Ask HN: Accepting crypto as a payment method, your stories? - hd4
Interested to hear your experiences in adopting crypto (which I personally feel is still very much in the wild west stage), and given the amount of energy in the crypto scene at the moment, whether you have noticed changes taking place in terms of easier acceptance of it as a payment method or simply better awareness of it and what the mood with consumers is like?
======
AlexITC
This project accepts Bitcoin [1] and it even accepts 0 confirmation payments
[2].

[1] [https://smsprivacy.org/](https://smsprivacy.org/) [2]
[https://incoherency.co.uk/blog/stories/zeroconf-
payments.htm...](https://incoherency.co.uk/blog/stories/zeroconf-
payments.html)

------
verdverm
A crypto transaction implies a tax event in the USA, so intentionally not
supporting. Plus the prices are too volatile to set prices on my own products
and have any faith that the crypto will maintain it's value by the time it
turns into something I can pay my own bills with.

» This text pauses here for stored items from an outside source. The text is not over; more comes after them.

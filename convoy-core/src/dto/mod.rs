//! Data Transfer Objects
//!
//! Read models handed to callers (CLI, an external web layer) that poll task
//! progress. They are assembled from ledger records and never persisted.

pub mod task;
use sqlx::{PgPool, postgres::PgPoolOptions};
use std::time::Duration;

pub async fn create_pool(database_url: &str) -> Result<PgPool, sqlx::Error> {
    PgPoolOptions::new()
        .max_connections(10)
        .acquire_timeout(Duration::from_secs(5))
        .connect(database_url)
        .await
}

pub async fn run_migrations(pool: &PgPool) -> Result<(), sqlx::Error> {
    // Create tasks table
    sqlx::query(
        r#"
        CREATE TABLE IF NOT EXISTS tasks (
            id UUID PRIMARY KEY,
            pipeline_id BIGINT NOT NULL,
            operation VARCHAR(50) NOT NULL,
            name VARCHAR(255) NOT NULL,
            status VARCHAR(50) NOT NULL,
            error_message TEXT,
            created_at TIMESTAMPTZ NOT NULL,
            updated_at TIMESTAMPTZ NOT NULL,
            started_at TIMESTAMPTZ,
            finished_at TIMESTAMPTZ
        )
        "#,
    )
    .execute(pool)
    .await?;

    // Create task steps table
    sqlx::query(
        r#"
        CREATE TABLE IF NOT EXISTS task_steps (
            id UUID PRIMARY KEY,
            task_id UUID NOT NULL REFERENCES tasks(id) ON DELETE CASCADE,
            machine_id BIGINT NOT NULL,
            name VARCHAR(100) NOT NULL,
            sequence INTEGER NOT NULL,
            status VARCHAR(50) NOT NULL,
            output TEXT,
            error TEXT,
            created_at TIMESTAMPTZ NOT NULL,
            started_at TIMESTAMPTZ,
            ended_at TIMESTAMPTZ
        )
        "#,
    )
    .execute(pool)
    .await?;

    // Create machine assignments table
    sqlx::query(
        r#"
        CREATE TABLE IF NOT EXISTS machine_assignments (
            pipeline_id BIGINT NOT NULL,
            machine_id BIGINT NOT NULL,
            state VARCHAR(50) NOT NULL,
            process_pid VARCHAR(32),
            created_at TIMESTAMPTZ NOT NULL,
            updated_at TIMESTAMPTZ NOT NULL,
            PRIMARY KEY (pipeline_id, machine_id)
        )
        "#,
    )
    .execute(pool)
    .await?;

    // Create indexes for ledger queries
    sqlx::query(
        "CREATE INDEX IF NOT EXISTS idx_tasks_pipeline_created ON tasks(pipeline_id, created_at DESC)",
    )
    .execute(pool)
    .await?;

    sqlx::query("CREATE INDEX IF NOT EXISTS idx_tasks_status ON tasks(status)")
        .execute(pool)
        .await?;

    sqlx::query(
        "CREATE INDEX IF NOT EXISTS idx_task_steps_task ON task_steps(task_id, machine_id, sequence)",
    )
    .execute(pool)
    .await?;

    sqlx::query("CREATE INDEX IF NOT EXISTS idx_machine_assignments_state ON machine_assignments(state)")
        .execute(pool)
        .await?;

    tracing::info!("Database migrations completed successfully");
    Ok(())
}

I don't think people use cryptos as money, more as a "store of value" (read as
speculation to get rich quick)

------
ecesena
We started supporting XLM on solokeys.com, mostly in relation to the keybase
airdrop. We figured some people had lumens but didn’t really know what to do
with them.

We sold a few keys in lumens. The whole process is still a bit overly complex,
but overall we learned a few things in the process so we’re not unhappy. Let’s
say it was more fun than a real need.